We spent the night at my parent's house and they live right across from the elementary school, so we all went over and played on the Big Toy for about an hour or so. We're talking 4 adults, two over the age of 40, a 17 year old, then 3 kids from 10 to 2. Us adults discovered via the monkey bars and zip line that we have muscles that have lain dormant for a good 10 to 20 years! I'm sure it was a riot to see us all playing around. My daughter was having a ball climbing up the slide and going down, and climbing up, and going down over and over. My littler sister was climbing everything, my other older sister was trying to simultaneously hold onto the dog (a very spazzy miniature American Eskimo named Miko) and jump on the tires in the sand box. My mom was alternating between spinning on the twirly stool-looking things and testing the zip line. My dad was busy crashing himself into the rest of the big toy while testing the zip line and helping my daughter climb back up the slide. My hubby was everywhere getting into everything, particularly the toy that's like a log in the water that you run on and try not to fall off. My brother was climbing around on the big tires in the sand box, and I was going between the zipline, the tires, and the Maryland bars (I'm not actually sure that's what they're called, they're two parallel bars that slope down to the ground from the Big Toy. You just hook your legs over the bars and zoom on down. In my case I was more of very slowly creeping down since my jeans weren't very slidey). It was a blast and we were all SO sore the next morning! And then before we left my baby insisted that we go back and we climbed up and down the slide for another half hour.

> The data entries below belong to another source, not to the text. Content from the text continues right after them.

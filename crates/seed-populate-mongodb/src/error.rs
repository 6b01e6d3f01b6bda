//! Error types for the batch writer.

use thiserror::Error;

/// Errors that can occur while writing a batch.
#[derive(Debug, Error)]
pub enum WriteError {
    /// The bulk insert failed. `applied` is the post-write count delta
    /// observed after the failure; how much of the batch actually landed is
    /// datastore-defined, so the re-queried count is the only ground truth.
    #[error("bulk insert applied {applied} of {requested} documents before failing: {source}")]
    BulkInsert {
        requested: u64,
        applied: u64,
        #[source]
        source: mongodb::error::Error,
    },

    /// A datastore snapshot (count or dbStats) query failed.
    #[error("datastore snapshot failed: {0}")]
    Snapshot(#[from] mongodb::error::Error),
}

Anywho, I got the funnest package in the mail today! I have a favorite site called Collections Etc. and they have the coolest stuff! It's one of those catalog places that have all sorts of stuff that you don't really need, but at the same time you can't live without it, you know? I ordered a couple things last week and they came today! Joy! I got a set of three blown glass art necklaces, they're really pretty, and a figurine set of fairies in the woods! I didn't know if I expected them to be bigger or smaller, but for some reason I was so surprised and downright tickled when I opened them up! They've got glittery wings and the details are so cool! They are now in a spot of honor on the shelf on my nightstand, next to my musical doll my daughter got me for Mother's Day and the silk flowers in the white pail that I change when I'm in a mood to. So today was a lovely package day! I am going to have the hardest time deciding which necklace to wear first! Gah!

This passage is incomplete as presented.